Dropbox revamps its business offering with new name, Active Directory integration and SAML 2.0 support

Dropbox revamps its business offering with new name, Active Directory integration and SAML 2.0 support ...

Today cloud storage and file management provider Dropbox announced a re-branding of its enterprise-facing product, and several new features that should help it better target larger companies. In turn, those customers will assist Dropbox in securing the revenue growth that it needs to reach the public markets.

Dropbox for Teams is no more, and will from now be known as Dropbox for Business. The word ‘team’ implies a group of ten or so; Dropbox wants to sell its service to companies with hundreds, and thousands of employees. The new name better states that wish.

As a company, Dropbox has been working to shape its originally consumer-facing service to better sync into large enterprises. Given that Dropbox charges $125 per user per year, this is sensible; if it can sign up blocs of new users at that price, the company could enjoy accelerated revenue growth.

To that end, Dropbox is working to release two new features that should allow its service to better slot into large companies: Single Sign On, and integration with Active Directory.

Support of Active Directory is key for Dropbox, as it will allow IT managers to simply control the adding and removal of users from their firm’s network. This lowers the amount of time and effort it takes for a company to manage Dropbox, lowering its total cost of ownership (TCO), and thus making it a more attractive offering.

Dropbox has partnered with a number of Active Directory partners, including Okta and Centrify to deliver this. The company, TNW was told, doesn’t want to “own” the identity management space. With good reason, frankly: such work would hardly be in a core competency.

According to the firm, its five partners control the majority of the market in question, giving Dropbox firm reach. Also, frankly, by partnering, Dropbox doesn’t have to build as many external relationships, something that might not be its strength.

Roughly two months ago, Dropbox released an admin console for its business customers. The addition of Active Directory integration and support of SAML 2.0 to allow for custom-single sign on (SSO) capabilities better imbue Dropbox into the enterprise.
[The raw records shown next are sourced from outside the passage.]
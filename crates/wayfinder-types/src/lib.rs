//! Shared domain types for Wayfinder.
//!
//! This crate contains the declarative inputs of a wizard session (flow
//! definition, docs manifest), the values it produces (history entries,
//! config payload), the `wayfinder.toml` configuration, and the error types
//! shared by the core and infrastructure crates.
//!
//! Zero infrastructure dependencies -- only serde, serde_json, thiserror.

pub mod config;
pub mod docs;
pub mod error;
pub mod flow;
pub mod history;
pub mod payload;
From a high level, the company’s moves today simple cut down on the friction and annoyance of running the service as a company-wide offering. TNW wasn’t able to tempt Dropbox into releasing new usage statistics, but the company did reiterate its metric that 600 million work-related files are saved by businesses per week.

Much has been made of the recent trend of ‘BYOD,’ or ‘Bring Your Own Device,’ a system by which we are seeing the consumerization of enterprise IT; Dropbox as a service fits well into that trend. Employees are using Dropbox at work and in work groups. From there, it spreads.
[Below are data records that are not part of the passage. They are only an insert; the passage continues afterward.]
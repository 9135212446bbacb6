//! Derives the config payload from the final state via the template.

use serde_json::Value;
use tracing::debug;

use wayfinder_types::payload::ConfigPayload;

use crate::expression::{ExpressionError, ExpressionEvaluator};
use crate::state::State;

#[derive(Debug, thiserror::Error)]
pub enum DeriveError {
    #[error("config template failed: {0}")]
    Evaluation(#[from] ExpressionError),

    #[error("config template produced an invalid payload: {0}")]
    InvalidPayload(String),
}

/// Evaluate `template` (a JEXL expression) against the state and read the
/// result as a [`ConfigPayload`].
///
/// The result must be an object carrying `url` (or `target`) and `body`.
pub fn derive_config(
    template: &str,
    state: &State,
    evaluator: &ExpressionEvaluator,
) -> Result<ConfigPayload, DeriveError> {
    let value = evaluator.evaluate(template.trim(), state.as_value())?;

    let Value::Object(map) = &value else {
        return Err(DeriveError::InvalidPayload(format!(
            "expected an object, got {value}"
        )));
    };
    if !map.contains_key("body") {
        return Err(DeriveError::InvalidPayload("missing 'body'".to_string()));
    }

    let payload: ConfigPayload =
        serde_json::from_value(value).map_err(|e| DeriveError::InvalidPayload(e.to_string()))?;
    debug!(url = %payload.url, "Derived config payload");
    Ok(payload)
}

#[cfg(test)]
mod tests {
    use super::*;
    use serde_json::json;

    fn firmware_state() -> State {
        let mut state = State::new();
        state
            .set(&"device.board".parse().unwrap(), json!("esp32"))
            .unwrap();
        state
            .set(&"wifi.enabled".parse().unwrap(), json!(true))
            .unwrap();
        state
    }

    #[test]
    fn test_template_reads_state() {
        let template = r#"
            {
                "url": "https://build.example/firmware",
                "body": { "board": device.board, "wifi": wifi.enabled }
            }
        "#;
        let eval = ExpressionEvaluator::new();

        let payload = derive_config(template, &firmware_state(), &eval).unwrap();
        assert_eq!(payload.url, "https://build.example/firmware");
        assert_eq!(payload.body["board"], json!("esp32"));
        assert_eq!(payload.body["wifi"], json!(true));
        assert!(payload.filename.is_none());
    }

    #[test]
    fn test_template_may_name_target_and_filename() {
        let template = r#"{ "target": "https://b.example/" + device.board, "body": {}, "filename": device.board + ".bin" }"#;
        let eval = ExpressionEvaluator::new();

        let payload = derive_config(template, &firmware_state(), &eval).unwrap();
        assert_eq!(payload.url, "https://b.example/esp32");
        assert_eq!(payload.filename.as_deref(), Some("esp32.bin"));
    }

    #[test]
    fn test_syntax_error_is_an_evaluation_error() {
        let eval = ExpressionEvaluator::new();
        let err = derive_config(r#"{ "url": "#, &firmware_state(), &eval).unwrap_err();
        assert!(matches!(err, DeriveError::Evaluation(_)));
    }

    #[test]
    fn test_non_object_result_is_invalid() {
        let eval = ExpressionEvaluator::new();
        let err = derive_config("device.board", &firmware_state(), &eval).unwrap_err();
        assert!(matches!(err, DeriveError::InvalidPayload(_)));
    }

    #[test]
    fn test_missing_fields_are_invalid() {
        let eval = ExpressionEvaluator::new();

        let err = derive_config(r#"{ "url": "https://x.example" }"#, &firmware_state(), &eval).unwrap_err();
        assert!(matches!(err, DeriveError::InvalidPayload(msg) if msg.contains("body")));

        let err = derive_config(r#"{ "body": {} }"#, &firmware_state(), &eval).unwrap_err();
        assert!(matches!(err, DeriveError::InvalidPayload(msg) if msg.contains("url")));
    }
}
At the moment, Dropbox doesn’t have a system in place to allow for account harmonization from the personal account of a user to perhaps an issued corporate account.

The updates will be rolling out over the next month, so if you are not in the first wave, fret not.

Dropbox is widely expected to be heading towards an IPO. Therefore, to see the company expand its relationships with the lucrative business market is anything but surprising.